An Enzyme-Fused Phycobiliprotein Synthesis System Developed for Visual Whole-Cell Biosensors for the Detection of Cadmium During Wastewater Treatment

Transcription factor-based whole-cell biosensors are simple and inexpensive tools for monitoring heavy metals during environmental processes. However, most biosensors are depend on instrumentation or have low sensitivity. Here, all the enzymes in the phycobiliprotein synthesis system were fused with the phycocyanin apoprotein to create a system to synthesize enzyme-fused phycobiliproteins with comparable fluorescence. We replaced the biliprotein synthesis system T7 promoter with cadmium-sensing genetic elements to create two visual cadmium biosensors (Epcad-cbsA and Epcad-cbsS).

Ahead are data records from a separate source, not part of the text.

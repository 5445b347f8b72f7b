//! Staff profile editing. Staff pages only require a signed-in session with
//! an email; the staff lookup itself scopes the rest.
use std::sync::Arc;

use axum::{
    extract::{Form, State},
    http::HeaderMap,
    response::{Html, IntoResponse, Response},
};
use serde::Deserialize;
use tera::Context;
use tracing::{error, warn};

use crate::{
    dao,
    error::AppError,
    state::AppState,
    utils::{self, MAX_NAME_LEN},
    views,
};

use super::current_session;

const TEMPLATE: &str = "staff_edit_profile.html";

#[derive(Deserialize)]
pub struct StaffForm {
    #[serde(rename = "fullName")]
    full_name: Option<String>,
}

pub async fn edit_profile_page_handler(
    State(state): State<Arc<AppState>>,
    headers: HeaderMap,
) -> Result<Html<String>, AppError> {
    let (_id, session) = current_session(&state, &headers)
        .await
        .ok_or(AppError::Unauthenticated)?;

    let mut context = Context::new();
    load_staff(&state, &session.email, &mut context).await;

    views::render(&state.templates, TEMPLATE, &context)
}

pub async fn edit_profile_handler(
    State(state): State<Arc<AppState>>,
    headers: HeaderMap,
    Form(form): Form<StaffForm>,
) -> Result<Response, AppError> {
    let (id, session) = current_session(&state, &headers)
        .await
        .ok_or(AppError::Unauthenticated)?;

    let mut context = Context::new();

    match utils::non_blank(form.full_name.as_deref()) {
        Some(name) => match utils::require_length("Full name", name, MAX_NAME_LEN) {
            Ok(()) => {
                let name = utils::normalize(name);

                match dao::staff::edit_name_by_email(&state.db, &session.email, &name).await {
                    Ok(true) => {
                        let user_name = name.clone();
                        state.sessions.update(&id, |s| s.user_name = user_name).await;
                        context.insert("message", "Profile updated successfully.");
                    }
                    Ok(false) => context.insert("error", "Failed to update profile."),
                    Err(err) => {
                        error!("staff profile update failed: {err}");
                        context.insert("error", "Failed to update profile.");
                    }
                }
            }
            Err(detail) => {
                warn!("validation error during staff profile update: {detail}");
                context.insert("error", &format!("Validation error: {detail}"));
            }
        },
        None => context.insert("error", "Invalid input."),
    }

    load_staff(&state, &session.email, &mut context).await;

    Ok(views::render(&state.templates, TEMPLATE, &context)?.into_response())
}

async fn load_staff(state: &AppState, email: &str, context: &mut Context) {
    match dao::staff::get_by_email(&state.db, email).await {
        Ok(Some(staff)) => context.insert("staff", &staff),
        Ok(None) => {}
        Err(err) => error!("failed to load staff profile: {err}"),
    }
}
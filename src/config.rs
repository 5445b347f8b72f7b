use std::{env, fmt::Display, fs::read_to_string, str::FromStr, time::Duration};

use tracing::{info, warn};

#[derive(Debug, Clone)]
pub struct Config {
    pub port: u16,
    pub database_url: String,
    pub redis_url: Option<String>,
    pub base_url: String,
    pub session_ttl: Duration,
    pub auth_secret: String,
    pub payos: PayOsConfig,
}

#[derive(Debug, Clone)]
pub struct PayOsConfig {
    pub base_url: String,
    pub client_id: String,
    pub api_key: String,
    pub checksum_key: String,
}

impl Config {
    pub fn load() -> Self {
        let config = Self {
            port: try_load("DINE_PORT", "8080"),
            database_url: try_load("DATABASE_URL", "postgres://localhost/dine"),
            redis_url: var("DINE_REDIS_URL").ok(),
            base_url: try_load::<String>("DINE_BASE_URL", "http://localhost:8080")
                .trim_end_matches('/')
                .to_string(),
            session_ttl: Duration::from_secs(try_load("DINE_SESSION_TTL_SECS", "1800")),
            auth_secret: read_secret("DINE_AUTH_SECRET"),
            payos: PayOsConfig {
                base_url: try_load::<String>("PAYOS_BASE_URL", "https://api-merchant.payos.vn")
                    .trim_end_matches('/')
                    .to_string(),
                client_id: read_secret("PAYOS_CLIENT_ID"),
                api_key: read_secret("PAYOS_API_KEY"),
                checksum_key: read_secret("PAYOS_CHECKSUM_KEY"),
            },
        };

        config.validate().expect("Environment misconfigured!");
        config
    }

    pub fn validate(&self) -> Result<(), String> {
        if self.session_ttl.is_zero() {
            return Err("session ttl must be > 0".to_string());
        }
        if self.auth_secret.is_empty() {
            return Err("auth secret must not be empty".to_string());
        }
        if self.payos.client_id.is_empty()
            || self.payos.api_key.is_empty()
            || self.payos.checksum_key.is_empty()
        {
            return Err("payment gateway credentials must not be empty".to_string());
        }
        if self.base_url.is_empty() {
            return Err("base url must not be empty".to_string());
        }
        Ok(())
    }
}

fn var(key: &str) -> Result<String, ()> {
    env::var(key).map_err(|_| {
        warn!("Environment variable {key} not found, using default");
    })
}

fn try_load<T: FromStr>(key: &str, default: &str) -> T
where
    T::Err: Display,
{
    var(key)
        .unwrap_or_else(|_| {
            info!("{key} not set, using default: {default}");
            default.to_string()
        })
        .parse()
        .map_err(|e| {
            warn!("Invalid {key} value: {e}");
        })
        .expect("Environment misconfigured!")
}

fn read_secret(secret_name: &str) -> String {
    if let Ok(value) = env::var(secret_name) {
        return value.trim().to_string();
    }

    let path = format!("/run/secrets/{secret_name}");

    read_to_string(&path)
        .map(|s| s.trim().to_string())
        .map_err(|e| {
            warn!("Failed to read {secret_name} from environment or file: {e}");
        })
        .expect("Secrets misconfigured!")
}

Cd2+ was detected at nanomolar concentrations by measuring the fluorescence intensity and evaluating the degree of color change of the cell pellets. Moreover, good linear correlations were observed with Cd2+ concentrations up to 250 nM. Compared with cellular fluorescence, our cadmium biosensor is more sensitive when cell color is used as the output signal, with detection limits of 7.6 nM for Epcad-cbsA and 3.2 nM for Epcad-cbsS. This visual platform was validated by assessing bioavailable cadmium during wastewater treatment. By immobilizing large amounts of phycobilin with the proteins in cells, our designed biosensors do not require pigment extraction or specialized light sources or detection devices. This work demonstrates that a biliprotein synthesis system can be a novel platform for the development of simple, low-cost, and highly sensitive visual biosensors for real-world applications.